Janice Nolen
1950 - Present
Janice Nolen, incluse ici en tant que professionnelle des urgences de transport liée à la réponse du métro, appartient à la classe moins visible de personnes qui maintiennent une ville fonctionnelle lorsque celle-ci est en difficulté. Lors de l'ouragan Sandy, le métro n'était pas seulement un mode de transport mais aussi un bassin de drainage qui transportait des millions de passagers chaque jour. Les personnes responsables de sa réponse d'urgence ont dû penser comme des hydrologues, des électriciens et des logisticiens à la fois.

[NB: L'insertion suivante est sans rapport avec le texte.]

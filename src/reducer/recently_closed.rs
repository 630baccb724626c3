//! Reducer for the list of recently closed tabs.

use std::collections::HashSet;

use crate::action::RecentlyClosedAction;
use crate::mvi::Reducer;
use crate::state::{BrowserState, RecoverableTab};

pub struct RecentlyClosedStateReducer;

impl Reducer for RecentlyClosedStateReducer {
    type State = BrowserState;
    type Action = RecentlyClosedAction;

    fn reduce(mut state: Self::State, action: Self::Action) -> Self::State {
        match action {
            RecentlyClosedAction::AddClosedTabs { tabs } => {
                state.closed_tabs = merge_closed_tabs(tabs, state.closed_tabs);
                state
            }
            RecentlyClosedAction::RemoveClosedTab { tab } => {
                state.closed_tabs.retain(|closed| closed.id != tab.id);
                state
            }
            RecentlyClosedAction::RemoveAllClosedTabs => {
                state.closed_tabs.clear();
                state
            }
            RecentlyClosedAction::PruneClosedTabs { max_tabs } => {
                state.closed_tabs.truncate(max_tabs);
                state
            }
        }
    }
}

/// Incoming records win over existing ones with the same id.
/// Result is ordered newest `last_access` first; ties keep incoming first.
fn merge_closed_tabs(
    incoming: Vec<RecoverableTab>,
    existing: Vec<RecoverableTab>,
) -> Vec<RecoverableTab> {
    let mut seen = HashSet::new();
    let mut merged: Vec<RecoverableTab> = incoming
        .into_iter()
        .chain(existing)
        .filter(|tab| seen.insert(tab.id.clone()))
        .collect();
    merged.sort_by(|a, b| b.last_access.cmp(&a.last_access));
    merged
}
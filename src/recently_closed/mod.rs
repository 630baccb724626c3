//! "Recently closed tabs" library screen.
//!
//! The screen keeps its own small store (items plus multi-selection), mirrors
//! the browser store's closed tabs into it, and routes user gestures through
//! an interactor to a controller. Drawing is left to a
//! [`RecentlyClosedFragmentView`] implementation supplied by the host.

mod action;
mod controller;
mod fragment;
mod interactor;
mod navigator;
mod reducer;
mod state;
mod view;

pub use action::RecentlyClosedFragmentAction;
pub use controller::{DefaultRecentlyClosedController, RecentlyClosedController};
pub use fragment::{MenuEntry, MenuItem, MenuLayout, RecentlyClosedFragment};
pub use interactor::RecentlyClosedFragmentInteractor;
pub use navigator::{BrowsingMode, Navigator, ShareData};
pub use reducer::RecentlyClosedFragmentReducer;
pub use state::RecentlyClosedFragmentState;
pub use view::RecentlyClosedFragmentView;
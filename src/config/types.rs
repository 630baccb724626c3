use serde::{Deserialize, Serialize};

/// Root configuration container.
#[derive(Debug, Clone, PartialEq, Default, Serialize, Deserialize)]
pub struct Config {
    #[serde(default)]
    pub recently_closed: RecentlyClosedConfig,
    #[serde(default)]
    pub logging: LoggingConfig,
}

/// Recently closed tabs settings.
#[derive(Debug, Clone, PartialEq, Serialize, Deserialize)]
pub struct RecentlyClosedConfig {
    /// Upper bound on remembered closed tabs (default: 10).
    #[serde(default = "default_max_saved_tabs")]
    pub max_saved_tabs: usize,
}

/// Logging settings. `RUST_LOG` takes precedence when set.
#[derive(Debug, Clone, PartialEq, Serialize, Deserialize)]
pub struct LoggingConfig {
    /// `tracing_subscriber::EnvFilter` directive (default: "info").
    #[serde(default = "default_log_filter")]
    pub filter: String,
}

fn default_max_saved_tabs() -> usize {
    10
}

fn default_log_filter() -> String {
    "info".to_string()
}

impl Default for RecentlyClosedConfig {
    fn default() -> Self {
        Self {
            max_saved_tabs: default_max_saved_tabs(),
        }
    }
}

impl Default for LoggingConfig {
    fn default() -> Self {
        Self {
            filter: default_log_filter(),
        }
    }
}
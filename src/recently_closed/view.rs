use super::state::RecentlyClosedFragmentState;

/// Rendering side of the screen, implemented by the host toolkit.
pub trait RecentlyClosedFragmentView: Send + 'static {
    fn update(&mut self, state: &RecentlyClosedFragmentState);

    /// The options menu depends on the selection; rebuild it.
    fn invalidate_menu(&mut self);
}
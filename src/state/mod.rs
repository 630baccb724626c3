//! Browser state tree.
//!
//! Every type here is an immutable value snapshot. Reducers build new
//! snapshots; nothing is mutated in place once published by a store.

mod browser;
mod recover;
mod tab;
mod translations;

pub use browser::BrowserState;
pub use recover::RecoverableTab;
pub use tab::{ContentState, TabSessionState};
pub use translations::{
    DetectedLanguages, Language, TranslationEngineState, TranslationError, TranslationOperation,
    TranslationPair, TranslationSupport, TranslationsState,
};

Son travail, comme celui de nombreux gestionnaires et ingénieurs de transport, se situait à la frontière entre anticipation et contrôle des dommages. Avant la tempête, la tâche consistait à décider si le réseau pouvait être sécurisé à temps, si les portes anti-inondation et les procédures d'arrêt seraient suffisantes, et comment protéger l'équipement critique qui se trouvait sous le niveau de la mer ou près d'ouvertures vulnérables. Après l'inondation, le problème est devenu celui du sauvetage : assurer la sécurité des équipes, isoler les systèmes sous tension et commencer l'énorme travail de pompage et d'inspection.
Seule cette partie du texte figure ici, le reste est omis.